Herr Tweraser, zusammen mit der Amadeu Antonio Stiftung und der Initiative »Laut gegen Nazis« veranstalten Sie derzeit »361 Grad Toleranz«, den YouTube-Schülerwettbewerb gegen Ausgrenzung. Was versprechen Sie sich davon?
Wir möchten damit ein Zeichen gegen Rassismus und jede Art der Ausgrenzung setzen. YouTube verfügt über eine weltoffene Community und will einen Impuls geben, sich intensiver mit dem Thema Rechtsextremismus auseinanderzusetzen. Es ist ein zeitgemäßer Video-Wettbewerb, der junge Menschen dort erreicht, wo sie sich aufhalten: auf dem Schulhof und im Internet.
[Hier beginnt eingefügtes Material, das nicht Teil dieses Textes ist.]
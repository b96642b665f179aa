/// Maximum characters kept per prior answer when summarizing under the
/// `key_points_only` strategy.
const KEY_POINT_CHARS: usize = 160;

/// Compress prior sub-answers into one key point each, for when the
/// cumulative reasoning prompt would exceed the context window.
///
/// This stands in for a full summarization model call: chain-of-thought
/// steps already run sequentially and a cross-model round-trip per
/// overflow would add another call to an already multi-call branch, so
/// the local heuristic (first sentence, or a character-bounded prefix)
/// is used instead.
pub fn key_points_only(previous_answers: &[String]) -> Vec<String> {
    previous_answers
        .iter()
        .map(|answer| {
            let first_sentence = answer.split('.').next().unwrap_or(answer).trim();
            if first_sentence.chars().count() <= KEY_POINT_CHARS {
                first_sentence.to_string()
            } else {
                first_sentence.chars().take(KEY_POINT_CHARS).collect()
            }
        })
        .collect()
}

#[cfg(test)]
mod tests {
    use super::*;

    #[test]
    fn keeps_first_sentence() {
        let answers = vec!["Rust has no GC. It uses ownership.".to_string()];
        let result = key_points_only(&answers);
        assert_eq!(result[0], "Rust has no GC");
    }

    #[test]
    fn truncates_long_sentences() {
        let long = "a".repeat(500);
        let result = key_points_only(&[long]);
        assert_eq!(result[0].chars().count(), KEY_POINT_CHARS);
    }

    #[test]
    fn empty_input_yields_empty_output() {
        assert!(key_points_only(&[]).is_empty());
    }
}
Eignen sich Internet-Plattformen, Jugendliche dafür zu gewinnen, sich gegen Rechtsextremismus zu engagieren?
YouTube ist zuallererst eine technische Plattform, die keine eigenen Inhalte produziert, geschweige denn eine Diskussion in der Familie oder an Schulen ersetzen kann. Wir versuchen mit diesem Wettbewerb, die Medienkompetenz der Jugendlichen zu stärken.
Inwiefern?
Die Schüler sind aufgefordert, sich kreativ mit Ausgrenzung, Rechtsextremismus und Intoleranz auseinanderzusetzen. Für die Videos müssen sie sich Gedanken zu diesen Themen machen. Wir hoffen außerdem, dass viele Lehrer die Teilnahme am Wettbewerb als Klassenprojekt durchführen. Dafür werben auch unsere Partner: die Bundeszentrale für politische Bildung, die Deutsche UNESCO-Kommission und die Initiative »Schule ohne Rassismus«.
Man könnte den Eindruck haben, YouTube will mit »361 Grad Toleranz« sein Image verbessern, weil weiterhin viele rechtsextreme Videos dort eingestellt werden.
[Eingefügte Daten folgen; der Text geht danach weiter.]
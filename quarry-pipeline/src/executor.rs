//! The pipeline executor: runs an ordered sequence of stages, dispatching
//! hooks at each stage's boundary and applying the effects each stage
//! declares.

use crate::error::PipelineError;
use layer0::effect::Effect;
use layer0::error::StateError;
use layer0::hook::{HookAction, HookContext, HookPoint};
use layer0::stage::{PipelineContext, Stage};
use layer0::state::StateStore;
use quarry_hooks::HookRegistry;
use std::sync::Arc;
use std::time::Duration;

fn hook_points(stage_name: &str) -> Option<(HookPoint, HookPoint)> {
    match stage_name {
        "query_rewrite" => Some((HookPoint::PreRewrite, HookPoint::PostRewrite)),
        "retrieval" => Some((HookPoint::PreRetrieval, HookPoint::PostRetrieval)),
        "reranking" => Some((HookPoint::PreRerank, HookPoint::PostRerank)),
        "reasoning" => Some((HookPoint::PreReasoning, HookPoint::PostReasoning)),
        "generation" => Some((HookPoint::PreGeneration, HookPoint::PostGeneration)),
        "evaluation" => Some((HookPoint::PreEvaluation, HookPoint::PostEvaluation)),
        _ => None,
    }
}

async fn apply_effect(state: &Arc<dyn StateStore>, effect: Effect) -> Result<(), StateError> {
    match effect {
        Effect::WriteMemory { scope, key, value } => state.write(&scope, &key, value).await,
        Effect::DeleteMemory { scope, key } => state.delete(&scope, &key).await,
        Effect::Log { level, message, data } => {
            tracing::debug!(?level, message = %message, data = ?data, "stage effect: log");
            Ok(())
        }
        Effect::Custom { effect_type, data } => {
            tracing::debug!(effect_type = %effect_type, data = ?data, "stage effect: custom (no handler registered)");
            Ok(())
        }
    }
}

/// Runs an ordered sequence of `Stage`s, one pipeline run at a time,
/// dispatching hooks at each stage's Pre*/Post* boundary and applying
/// each stage's declared effects through an injected `StateStore`. The
/// whole run is bounded by a deadline.
pub struct PipelineExecutor {
    stages: Vec<Arc<dyn Stage>>,
    hooks: HookRegistry,
    state: Option<Arc<dyn StateStore>>,
    deadline: Duration,
}

impl PipelineExecutor {
    /// Build an executor from an ordered stage list. Stages run in the
    /// order given; the canonical order is rewrite, retrieval,
    /// reranking, reasoning, generation, evaluation, but callers may
    /// omit stages (e.g. skip reranking) by not including them.
    pub fn new(stages: Vec<Arc<dyn Stage>>, hooks: HookRegistry, state: Option<Arc<dyn StateStore>>, deadline: Duration) -> Self {
        Self {
            stages,
            hooks,
            state,
            deadline,
        }
    }

    /// Run every stage in order against `ctx`, returning the final context.
    pub async fn run(&self, ctx: PipelineContext) -> Result<PipelineContext, PipelineError> {
        match tokio::time::timeout(self.deadline, self.run_unbounded(ctx)).await {
            Ok(result) => result,
            Err(_) => Err(PipelineError::DeadlineExceeded(self.deadline)),
        }
    }

    async fn run_unbounded(&self, mut ctx: PipelineContext) -> Result<PipelineContext, PipelineError> {
        for stage in &self.stages {
            let name = stage.name().to_string();
            let points = hook_points(&name);

            if let Some((pre, _)) = points {
                ctx = self.dispatch_pre(pre, &name, ctx).await?;
            }

            let outcome = stage
                .execute(ctx)
                .await
                .map_err(|source| PipelineError::StageError { stage: name.clone(), source })?;

            if !outcome.success {
                return Err(PipelineError::StageFailed {
                    stage: name,
                    reason: outcome.error.unwrap_or_else(|| "stage reported failure with no reason".into()),
                });
            }

            ctx = outcome.context;

            if let Some(state) = &self.state {
                for effect in outcome.effects {
                    if let Err(err) = apply_effect(state, effect).await {
                        tracing::warn!(stage = %name, error = %err, "failed to apply stage effect");
                    }
                }
            } else if !outcome.effects.is_empty() {
                tracing::warn!(stage = %name, count = outcome.effects.len(), "stage declared effects but no state store is configured");
            }

            if let Some((_, post)) = points {
                ctx = self.dispatch_post(post, &name, ctx).await?;
            }
        }

        Ok(ctx)
    }

    async fn dispatch_pre(&self, point: HookPoint, stage_name: &str, ctx: PipelineContext) -> Result<PipelineContext, PipelineError> {
        let mut hook_ctx = HookContext::new(point, stage_name);
        hook_ctx.stage_input = serde_json::to_value(&ctx).ok();
        hook_ctx.tokens_used = ctx.metadata.tokens_in + ctx.metadata.tokens_out;
        hook_ctx.cost = ctx.metadata.cost;
        hook_ctx.stages_completed = ctx.metadata.stages_completed;
        hook_ctx.elapsed = ctx.metadata.duration;

        match self.hooks.dispatch(&hook_ctx).await {
            HookAction::Continue => Ok(ctx),
            HookAction::Halt { reason } => Err(PipelineError::HookHalt {
                stage: stage_name.to_string(),
                reason,
            }),
            HookAction::ModifyInput { new_input } => serde_json::from_value(new_input).map_err(|e| PipelineError::MalformedHookPayload {
                stage: stage_name.to_string(),
                reason: e.to_string(),
            }),
            HookAction::ModifyOutput { .. } => Err(PipelineError::MalformedHookPayload {
                stage: stage_name.to_string(),
                reason: "ModifyOutput is only valid at a Post* hook point".into(),
            }),
        }
    }

    async fn dispatch_post(&self, point: HookPoint, stage_name: &str, ctx: PipelineContext) -> Result<PipelineContext, PipelineError> {
        let mut hook_ctx = HookContext::new(point, stage_name);
        hook_ctx.stage_output = serde_json::to_value(&ctx).ok();
        hook_ctx.tokens_used = ctx.metadata.tokens_in + ctx.metadata.tokens_out;
        hook_ctx.cost = ctx.metadata.cost;
        hook_ctx.stages_completed = ctx.metadata.stages_completed;
        hook_ctx.elapsed = ctx.metadata.duration;

        match self.hooks.dispatch(&hook_ctx).await {
            HookAction::Continue => Ok(ctx),
            HookAction::Halt { reason } => Err(PipelineError::HookHalt {
                stage: stage_name.to_string(),
                reason,
            }),
            HookAction::ModifyOutput { new_output } => serde_json::from_value(new_output).map_err(|e| PipelineError::MalformedHookPayload {
                stage: stage_name.to_string(),
                reason: e.to_string(),
            }),
            HookAction::ModifyInput { .. } => Err(PipelineError::MalformedHookPayload {
                stage: stage_name.to_string(),
                reason: "ModifyInput is only valid at a Pre* hook point".into(),
            }),
        }
    }
}

#[cfg(test)]
mod tests {
    use super::*;
    use async_trait::async_trait;
    use layer0::error::StageError;
    use layer0::hook::Hook;
    use layer0::id::{CollectionId, UserId};
    use layer0::stage::{Stage as _, StageOutcome};
    use std::sync::atomic::{AtomicUsize, Ordering};

    struct CountingStage {
        stage_name: &'static str,
        calls: Arc<AtomicUsize>,
    }

    #[async_trait]
    impl Stage for CountingStage {
        fn name(&self) -> &str {
            self.stage_name
        }

        async fn execute(&self, mut ctx: PipelineContext) -> Result<StageOutcome, StageError> {
            self.calls.fetch_add(1, Ordering::SeqCst);
            ctx.metadata.stages_completed += 1;
            Ok(StageOutcome::ok(ctx))
        }
    }

    struct FailingStage;

    #[async_trait]
    impl Stage for FailingStage {
        fn name(&self) -> &str {
            "retrieval"
        }

        async fn execute(&self, ctx: PipelineContext) -> Result<StageOutcome, StageError> {
            Ok(StageOutcome::failed(ctx, "no documents found"))
        }
    }

    struct HaltingHook;

    #[async_trait]
    impl Hook for HaltingHook {
        fn points(&self) -> &[HookPoint] {
            &[HookPoint::PreRetrieval]
        }

        async fn on_event(&self, _ctx: &HookContext) -> Result<HookAction, layer0::error::HookError> {
            Ok(HookAction::Halt { reason: "budget exceeded".into() })
        }
    }

    fn ctx() -> PipelineContext {
        PipelineContext::new(UserId::new("u"), CollectionId::new("c"), "q")
    }

    #[tokio::test]
    async fn runs_every_stage_in_order() {
        let calls = Arc::new(AtomicUsize::new(0));
        let executor = PipelineExecutor::new(
            vec![
                Arc::new(CountingStage { stage_name: "query_rewrite", calls: calls.clone() }),
                Arc::new(CountingStage { stage_name: "retrieval", calls: calls.clone() }),
            ],
            HookRegistry::new(),
            None,
            Duration::from_secs(5),
        );

        let result = executor.run(ctx()).await.unwrap();
        assert_eq!(calls.load(Ordering::SeqCst), 2);
        assert_eq!(result.metadata.stages_completed, 2);
    }

    #[tokio::test]
    async fn stage_failure_short_circuits() {
        let executor = PipelineExecutor::new(vec![Arc::new(FailingStage)], HookRegistry::new(), None, Duration::from_secs(5));
        let err = executor.run(ctx()).await.unwrap_err();
        assert!(matches!(err, PipelineError::StageFailed { stage, .. } if stage == "retrieval"));
    }

    #[tokio::test]
    async fn hook_halt_stops_the_run() {
        let mut hooks = HookRegistry::new();
        hooks.add(Arc::new(HaltingHook));
        let calls = Arc::new(AtomicUsize::new(0));
        let executor = PipelineExecutor::new(
            vec![Arc::new(CountingStage { stage_name: "retrieval", calls: calls.clone() })],
            hooks,
            None,
            Duration::from_secs(5),
        );

        let err = executor.run(ctx()).await.unwrap_err();
        assert!(matches!(err, PipelineError::HookHalt { .. }));
        assert_eq!(calls.load(Ordering::SeqCst), 0);
    }

    #[tokio::test]
    async fn deadline_exceeded_when_a_stage_never_returns() {
        struct StallingStage;

        #[async_trait]
        impl Stage for StallingStage {
            fn name(&self) -> &str {
                "retrieval"
            }

            async fn execute(&self, ctx: PipelineContext) -> Result<StageOutcome, StageError> {
                tokio::time::sleep(Duration::from_secs(10)).await;
                Ok(StageOutcome::ok(ctx))
            }
        }

        let executor = PipelineExecutor::new(vec![Arc::new(StallingStage)], HookRegistry::new(), None, Duration::from_millis(10));
        let err = executor.run(ctx()).await.unwrap_err();
        assert!(matches!(err, PipelineError::DeadlineExceeded(_)));
    }
}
Wir tun eine Menge, um zu verhindern, dass einige wenige Nutzer YouTube für ihre Propaganda missbrauchen. Sowohl in technischer Hinsicht mit spezieller Software als auch personell mit eigens dafür geschulten Teams. Unser Ziel ist es, YouTube für Rechtsextreme so unattraktiv wie möglich zu machen. Auch mit »361 Grad Toleranz«.
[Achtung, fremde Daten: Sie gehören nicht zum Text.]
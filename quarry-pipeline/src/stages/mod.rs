//! Concrete `Stage` implementations composed by the executor in canonical
//! order: rewrite, retrieval, reranking, reasoning (`quarry-cot::CotEngine`),
//! generation, evaluation.

mod evaluation;
mod generation;
mod reranking;
mod retrieval;
mod rewrite;

pub use evaluation::EvaluationStage;
pub use generation::GenerationStage;
pub use reranking::RerankingStage;
pub use retrieval::RetrievalStage;
pub use rewrite::RewriteStage;
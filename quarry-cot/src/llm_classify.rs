//! LLM-driven question classification, with the lexical heuristic in
//! [`crate::complexity`] as its fallback.

use crate::complexity::{classify, Complexity};
use layer0::id::UserId;
use quarry_provider::registry::DynProvider;
use quarry_provider::types::{GenerateRequest, ProviderMessage, Role};
use quarry_template::{TemplateRegistry, TemplateType};
use std::collections::HashMap;

#[derive(Debug, serde::Deserialize)]
struct ClassificationResponse {
    #[serde(default)]
    needs_decomposition: Option<bool>,
    #[serde(default, rename = "type")]
    kind: Option<String>,
}

const CLASSIFICATION_MAX_TOKENS: u32 = 64;

/// Classify `question` using a dedicated `CLASSIFICATION` template and a
/// model call against `provider`. Falls back to the lexical heuristic in
/// [`crate::complexity::classify`] when no such template is configured for
/// `user`, the call fails, or the response doesn't parse.
pub async fn classify_via_llm(
    templates: &TemplateRegistry,
    provider: &dyn DynProvider,
    model: &str,
    user: &UserId,
    question: &str,
) -> Complexity {
    match try_classify(templates, provider, model, user, question).await {
        Some(complexity) => complexity,
        None => {
            tracing::debug!(question, "LLM classification unavailable, using lexical heuristic");
            classify(question)
        }
    }
}

async fn try_classify(
    templates: &TemplateRegistry,
    provider: &dyn DynProvider,
    model: &str,
    user: &UserId,
    question: &str,
) -> Option<Complexity> {
    let template = templates.resolve(None, user, TemplateType::Classification).ok()?;

    let mut variables = HashMap::new();
    variables.insert("question".to_string(), serde_json::Value::String(question.to_string()));
    let rendered = template.render(&variables).ok()?;

    let request = GenerateRequest::new(model.to_string(), vec![ProviderMessage::text(Role::User, rendered.prompt)], CLASSIFICATION_MAX_TOKENS);
    let response = provider.generate(request).await.ok()?;

    let parsed: ClassificationResponse = parse_json_object(&response.text())?;
    let needs_decomposition = parsed.needs_decomposition.unwrap_or_else(|| {
        matches!(parsed.kind.as_deref(), Some("multi_hop") | Some("comparative") | Some("analytical"))
    });

    Some(if needs_decomposition { Complexity::Complex } else { Complexity::Simple })
}

fn parse_json_object<T: serde::de::DeserializeOwned>(text: &str) -> Option<T> {
    let start = text.find('{')?;
    let end = text.rfind('}')?;
    serde_json::from_str(&text[start..=end]).ok()
}

#[cfg(test)]
mod tests {
    use super::*;

    #[test]
    fn parses_needs_decomposition_field() {
        let parsed: ClassificationResponse = parse_json_object(r#"{"type": "multi_hop", "depth_estimate": 2, "needs_decomposition": true}"#).unwrap();
        assert_eq!(parsed.needs_decomposition, Some(true));
    }

    #[test]
    fn tolerates_surrounding_prose() {
        let parsed: ClassificationResponse = parse_json_object("Sure, here you go: {\"type\": \"simple\", \"needs_decomposition\": false} Hope that helps!").unwrap();
        assert_eq!(parsed.needs_decomposition, Some(false));
    }

    #[test]
    fn returns_none_on_garbage() {
        let parsed = parse_json_object::<ClassificationResponse>("not json at all");
        assert!(parsed.is_none());
    }
}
Davon ist noch nicht viel zu bemerken.
Wir haben große Fortschritte im Kampf gegen rechtsextreme Inhalte gemacht. Das wird auch von unabhängigen Stellen bestätigt. Es ist aber nicht einfach. Automatisierte Filter können nicht zwischen Propaganda- und Lehrfilmen unterscheiden. Deswegen haben wir geschulte Mitarbeiter, die einschlägige Videos in der Regel innerhalb von einer Stunde beurteilen und entfernen.
Und darüber hinaus?
Wir sensibilisieren unsere Nutzer und arbeiten mit jugendschutz.net zusammen, das uns über Beiträge mit rechtsextremen Inhalten auf YouTube informiert. Wir unterstützen auch Organisationen wie die Jerusalemer Holocaust-Gedenkstätte Yad Vashem. Zum Teil geschieht dies finanziell oder indem wir die Forschungseinrichtung prominent auf unserer Internetplattform platzieren.